I'm working on a crowdsourced app that will pit about 64 fictional strongmen/strongwomen from different franchises against one another and try and determine who the strongest is. (Think "Batman vs. Spiderman" writ large). Users will choose the winner of any given matchup between two at a time.
After researching many sorting algorithms, I found this fantastic SO post outlining the ELO rating system, which seems absolutely perfect. I've read up on the system and understand both how to award/subtract points in a matchup and how to calculate the performance rating between any two characters based on past results.
What I can't seem to find is any efficient and sensible way to determine which two characters to pit against one another at a given time.
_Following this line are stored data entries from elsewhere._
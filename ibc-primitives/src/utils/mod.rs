mod pretty;

pub use pretty::*;
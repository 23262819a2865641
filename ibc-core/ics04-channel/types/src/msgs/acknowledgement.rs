use ibc_core_client_types::Height;
use ibc_core_commitment_types::commitment::CommitmentProofBytes;
use ibc_primitives::prelude::*;
use ibc_primitives::Signer;
use ibc_proto::ibc::core::channel::v1::MsgAcknowledgement as RawMsgAcknowledgement;
use ibc_proto::Protobuf;

use crate::acknowledgement::Acknowledgement;
use crate::error::PacketError;
use crate::packet::Packet;

pub const ACKNOWLEDGEMENT_TYPE_URL: &str = "/ibc.core.channel.v1.MsgAcknowledgement";

/// Returns to chain A the acknowledgement chain B wrote for a packet,
/// with a proof of the acknowledgement commitment on B.
#[derive(Clone, Debug, PartialEq, Eq)]
pub struct MsgAcknowledgement {
    pub packet: Packet,
    pub acknowledgement: Acknowledgement,
    pub proof_acked_on_b: CommitmentProofBytes,
    pub proof_height_on_b: Height,
    pub signer: Signer,
}

impl Protobuf<RawMsgAcknowledgement> for MsgAcknowledgement {}

impl TryFrom<RawMsgAcknowledgement> for MsgAcknowledgement {
    type Error = PacketError;

    fn try_from(raw_msg: RawMsgAcknowledgement) -> Result<Self, Self::Error> {
        Ok(MsgAcknowledgement {
            packet: raw_msg
                .packet
                .ok_or(PacketError::MissingPacket)?
                .try_into()?,
            acknowledgement: raw_msg.acknowledgement.try_into()?,
            proof_acked_on_b: raw_msg
                .proof_acked
                .try_into()
                .map_err(PacketError::InvalidProof)?,
            proof_height_on_b: raw_msg
                .proof_height
                .and_then(|raw_height| raw_height.try_into().ok())
                .ok_or(PacketError::MissingProofHeight)?,
            signer: raw_msg.signer.into(),
        })
    }
}

impl From<MsgAcknowledgement> for RawMsgAcknowledgement {
    fn from(domain_msg: MsgAcknowledgement) -> Self {
        RawMsgAcknowledgement {
            packet: Some(domain_msg.packet.into()),
            acknowledgement: domain_msg.acknowledgement.into(),
            signer: domain_msg.signer.to_string(),
            proof_height: Some(domain_msg.proof_height_on_b.into()),
            proof_acked: domain_msg.proof_acked_on_b.into(),
        }
    }
}
impl AppController {
    /// Restore the persisted session, if it still names a known user.
    pub fn bootstrap(store: Arc<AppStore>) -> Self {
        let mut controller = Self {
            store,
            user: None,
            view: ViewState::Auth,
            selected: None,
            auth_error: None,
            search_query: String::new(),
            profile_tab: ProfileTab::default(),
        };

        if let Some(user_id) = controller.store.persistence().session_user_id() {
            match controller.store.snapshot().find_user(&user_id) {
                Some(user) => {
                    info!("Restored session for {}", user.username);
                    controller.user = Some(user.clone());
                    controller.view = ViewState::Home;
                }
                None => {
                    warn!("Session refers to unknown user {}, signing out", user_id);
                    if let Err(e) = controller.store.persistence().clear_session() {
                        warn!("Failed to clear stale session: {:#}", e);
                    }
                }
            }
        }
        controller
    }

    pub fn store(&self) -> &Arc<AppStore> {
        &self.store
    }

    pub fn current_user(&self) -> Option<&User> {
        self.user.as_ref()
    }

    pub fn view(&self) -> ViewState {
        self.view
    }

    pub fn selected_character_id(&self) -> Option<&str> {
        self.selected.as_deref()
    }

    pub fn auth_error(&self) -> Option<&str> {
        self.auth_error.as_deref()
    }

    pub fn search_query(&self) -> &str {
        &self.search_query
    }

    pub fn profile_tab(&self) -> ProfileTab {
        self.profile_tab
    }

    pub fn screen(&self) -> Screen {
        let db = self.store.snapshot();
        let selected = self.selected.as_deref().and_then(|id| db.find_character(id));
        project(self.view, self.user.as_ref(), selected, self.auth_error.as_deref())
    }

    fn require_user(&self) -> Result<&User, ControllerError> {
        self.user.as_ref().ok_or(ControllerError::NotSignedIn)
    }

    fn require_owned(&self, character_id: &str) -> Result<Character, ControllerError> {
        let user = self.require_user()?;
        let db = self.store.snapshot();
        let character = db
            .find_character(character_id)
            .ok_or_else(|| ControllerError::CharacterNotFound(character_id.to_string()))?;
        if !character.is_owned_by(user) {
            return Err(ControllerError::NotOwner(character_id.to_string()));
        }
        Ok(character.clone())
    }

    fn sign_in(&mut self, user: User) -> Result<(), ControllerError> {
        self.store.persistence().set_session_user_id(&user.id)?;
        info!("{} signed in", user.username);
        self.user = Some(user);
        self.auth_error = None;
        self.selected = None;
        self.view = ViewState::Home;
        Ok(())
    }

    fn fail_auth(&mut self, error: ControllerError) -> ControllerError {
        self.auth_error = Some(error.to_string());
        error
    }

    pub fn login(&mut self, email: &str, password: &str) -> Result<(), ControllerError> {
        let form = LoginForm::new(email, password);
        if form.validate().is_err() {
            return Err(self.fail_auth(ControllerError::InvalidCredentials));
        }

        let Some(user) = self.store.snapshot().find_user_by_email(&form.email).cloned() else {
            debug!("Login attempt for unknown email");
            return Err(self.fail_auth(ControllerError::InvalidCredentials));
        };

        let user = match verify_password(&user.password, &form.password) {
            PasswordCheck::Valid => user,
            PasswordCheck::ValidLegacy => {
                info!("Upgrading stored password for {} to a hash", user.username);
                let hashed = hash_password(&form.password)?;
                let user_id = user.id.clone();
                let (upgraded, _) = self.store.update(|db| {
                    let stored = db.users.iter_mut().find(|u| u.id == user_id);
                    stored.map(|u| {
                        u.password = hashed;
                        u.clone()
                    })
                })?;
                upgraded.unwrap_or(user)
            }
            PasswordCheck::Invalid => {
                return Err(self.fail_auth(ControllerError::InvalidCredentials));
            }
        };
        self.sign_in(user)
    }

    pub fn register(&mut self, email: &str, username: &str, password: &str) -> Result<(), ControllerError> {
        let form = RegisterForm::new(email, username, password);
        if let Err(errors) = form.validate() {
            let message = first_validation_message(&errors);
            return Err(self.fail_auth(ControllerError::Validation(message)));
        }

        let user = User {
            id: uuid::Uuid::new_v4().to_string(),
            email: form.email.clone(),
            username: form.username.clone(),
            password: hash_password(&form.password)?,
            avatar: default_avatar_url(&form.username),
            created_at: Utc::now(),
        };

        let outcome = self.store.try_update(|db| {
            if db.email_taken(&user.email) {
                return Err(ControllerError::DuplicateEmail);
            }
            db.users.push(user.clone());
            Ok(())
        })?;
        if let Err(e) = outcome {
            return Err(self.fail_auth(e));
        }
        info!("Registered new user {}", user.username);
        self.sign_in(user)
    }

    /// Returns false when the user declines.
    pub fn logout(&mut self, confirm: &dyn Confirm) -> Result<bool, ControllerError> {
        if !confirm.confirm(LOGOUT_PROMPT) {
            return Ok(false);
        }
        self.store.persistence().clear_session()?;
        if let Some(user) = self.user.take() {
            info!("{} signed out", user.username);
        }
        self.selected = None;
        self.view = ViewState::Auth;
        Ok(true)
    }

    pub fn set_search_query(&mut self, query: &str) {
        self.search_query = query.to_string();
    }

    /// Characters the viewer may open, filtered by the search query and
    /// most recently active first.
    pub fn feed(&self) -> Vec<CharacterView> {
        let db = self.store.snapshot();
        let viewer = self.user.as_ref();
        let query = self.search_query.trim();

        let mut visible: Vec<&Character> = db
            .characters
            .iter()
            .filter(|c| c.is_public || viewer.map(|u| c.is_owned_by(u)).unwrap_or(false))
            .filter(|c| {
                TextUtils::contains_ignore_case(&c.name, query)
                    || TextUtils::contains_ignore_case(&c.tagline, query)
            })
            .collect();
        visible.sort_by_key(|c| std::cmp::Reverse(c.last_active.unwrap_or(0)));
        visible.into_iter().map(|c| c.view_for(viewer)).collect()
    }

    pub fn my_characters(&self) -> Vec<CharacterView> {
        let Some(user) = self.user.as_ref() else {
            return Vec::new();
        };
        self.store
            .snapshot()
            .characters
            .iter()
            .filter(|c| c.is_owned_by(user))
            .map(|c| c.view_for(Some(user)))
            .collect()
    }

    /// Own characters on the selected profile tab.
    pub fn profile_characters(&self) -> Vec<CharacterView> {
        let public = self.profile_tab == ProfileTab::Public;
        self.my_characters()
            .into_iter()
            .filter(|v| v.character.is_public == public)
            .collect()
    }

    pub fn profile_stats(&self) -> ProfileStats {
        let mine = self.my_characters();
        ProfileStats {
            characters: mine.len(),
            likes: mine.iter().map(|v| v.character.likes).sum(),
        }
    }

    pub fn set_profile_tab(&mut self, tab: ProfileTab) {
        self.profile_tab = tab;
    }

    pub fn select_character(&mut self, character_id: &str) -> Result<(), ControllerError> {
        self.require_user()?;
        if self.store.snapshot().find_character(character_id).is_none() {
            return Err(ControllerError::CharacterNotFound(character_id.to_string()));
        }
        self.selected = Some(character_id.to_string());
        self.view = ViewState::Chat;
        Ok(())
    }

    pub fn back_from_chat(&mut self) {
        self.selected = None;
        self.view = ViewState::Home;
    }

    pub fn open_home(&mut self) {
        self.selected = None;
        self.view = ViewState::Home;
    }

    pub fn open_create(&mut self) {
        self.selected = None;
        self.view = ViewState::Create;
    }

    pub fn open_profile(&mut self) {
        self.selected = None;
        self.view = ViewState::Profile;
    }

    pub fn cancel_form(&mut self) {
        match self.view {
            ViewState::Create => self.view = ViewState::Home,
            ViewState::Edit => {
                self.selected = None;
                self.view = ViewState::Profile;
            }
            _ => {}
        }
    }

    pub fn edit_character(&mut self, character_id: &str) -> Result<(), ControllerError> {
        self.require_owned(character_id)?;
        self.selected = Some(character_id.to_string());
        self.view = ViewState::Edit;
        Ok(())
    }

    /// Create or replace a character from a form. New characters go to the
    /// front of the list; existing ones keep their position and counters.
    pub fn save_character(&mut self, draft: CharacterDraft) -> Result<Character, ControllerError> {
        let user = self.require_user()?.clone();
        let name = draft.name.trim().to_string();
        let tagline = draft.tagline.trim().to_string();
        if name.is_empty() {
            return Err(ControllerError::MissingField("name"));
        }
        if tagline.is_empty() {
            return Err(ControllerError::MissingField("tagline"));
        }

        let existing = match draft.id.as_deref() {
            Some(id) if self.store.snapshot().find_character(id).is_some() => {
                Some(self.require_owned(id)?)
            }
            _ => None,
        };

        let description = if TextUtils::is_blank(&draft.description) {
            tagline.clone()
        } else {
            draft.description.trim().to_string()
        };
        let system_instruction = if TextUtils::is_blank(&draft.system_instruction) {
            format!("You are {}. {}. Behave naturally.", name, description)
        } else {
            draft.system_instruction.trim().to_string()
        };
        let avatar_url = if TextUtils::is_blank(&draft.avatar_url) {
            default_avatar_url(&name)
        } else {
            draft.avatar_url.trim().to_string()
        };

        let character = Character {
            id: existing
                .as_ref()
                .map(|c| c.id.clone())
                .or(draft.id)
                .unwrap_or_else(|| uuid::Uuid::new_v4().to_string()),
            name,
            tagline,
            description,
            system_instruction,
            avatar_url,
            wallpaper: draft.wallpaper,
            creator: user.username.clone(),
            creator_id: Some(user.id.clone()),
            is_public: draft.is_public,
            chat_count: existing.as_ref().map(|c| c.chat_count.clone()).unwrap_or_else(|| "0".to_string()),
            likes: existing.as_ref().map(|c| c.likes).unwrap_or(0),
            last_active: existing.as_ref().and_then(|c| c.last_active),
        };

        let saved = character.clone();
        self.store.update(|db| match db.find_character_mut(&character.id) {
            Some(slot) => *slot = character,
            None => db.characters.insert(0, character),
        })?;
        info!("Saved character {} ({})", saved.name, saved.id);

        self.selected = None;
        self.view = ViewState::Profile;
        Ok(saved)
    }

    /// Returns false when the user declines.
    pub fn delete_character(&mut self, character_id: &str, confirm: &dyn Confirm) -> Result<bool, ControllerError> {
        self.require_owned(character_id)?;
        if !confirm.confirm(DELETE_PROMPT) {
            return Ok(false);
        }
        let (removed_histories, _) = self.store.update(|db| {
            db.characters.retain(|c| c.id != character_id);
            db.remove_histories_for(character_id)
        })?;
        info!("Deleted character {} and {} chat histories", character_id, removed_histories);

        if self.selected.as_deref() == Some(character_id) {
            self.selected = None;
            self.view = ViewState::Profile;
        }
        Ok(true)
    }

    pub fn toggle_publish(&mut self, character_id: &str) -> Result<bool, ControllerError> {
        self.require_owned(character_id)?;
        let (is_public, _) = self.store.update(|db| {
            db.find_character_mut(character_id)
                .map(|c| {
                    c.is_public = !c.is_public;
                    c.is_public
                })
                .unwrap_or(false)
        })?;
        debug!("Character {} is now {}", character_id, if is_public { "public" } else { "private" });
        Ok(is_public)
    }

    pub fn update_character(&mut self, character: Character) -> Result<(), ControllerError> {
        self.require_user()?;
        let id = character.id.clone();
        self.store
            .try_update(|db| match db.find_character_mut(&id) {
                Some(slot) => {
                    *slot = character;
                    Ok(())
                }
                None => Err(ControllerError::CharacterNotFound(id.clone())),
            })??;
        Ok(())
    }

    pub fn update_chat_history(
        &mut self,
        character_id: &str,
        messages: Vec<crate::store::Message>,
    ) -> Result<(), ControllerError> {
        let user_id = self.require_user()?.id.clone();
        self.store.update(|db| {
            db.record_history(&user_id, character_id, messages, Utc::now().timestamp_millis())
        })?;
        Ok(())
    }

    pub fn notifications(&self) -> Vec<Notification> {
        self.store.snapshot().notifications.clone()
    }

    pub fn unread_count(&self) -> usize {
        self.store.snapshot().unread_notifications()
    }

    pub fn mark_all_notifications_read(&mut self) -> Result<(), ControllerError> {
        self.store.update(|db| {
            for notification in db.notifications.iter_mut() {
                notification.is_read = true;
            }
        })?;
        Ok(())
    }

    /// Start (or resume) the conversation with the selected character.
    pub fn open_conversation(&self, bridge: Arc<ChatBridge>) -> Result<Conversation, ControllerError> {
        let user = self.require_user()?;
        let character_id = self
            .selected
            .as_deref()
            .ok_or_else(|| ControllerError::CharacterNotFound(String::new()))?;
        let db = self.store.snapshot();
        let character = db
            .find_character(character_id)
            .ok_or_else(|| ControllerError::CharacterNotFound(character_id.to_string()))?;
        Ok(Conversation::open(self.store.clone(), bridge, user, character)?)
    }
}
Naturally it will start off randomly, but quickly points will accumulate or degrade. We can expect a lot of disagreement but also, if I design this correctly, a large amount of user participation.
So imagine you arrive at this feature after 50,000 votes have been cast. Given that we can expect all sorts of non-transitive results under the hood, and a fair amount of deviance from the performance ratings, is there a way to calculate which matchups I most need more data on? It doesn't seem as simple as choosing two adjacent characters in a sorted list with the closest scores, or just focusing at the top of the list.
With 64 entrants (and yes, I did consider and reject a bracket!), I'm not worried about recomputing the performance ratings after every matchup. I just don't know how to choose the next one, seeing as we'll be ignorant of each voter's biases and favorite characters.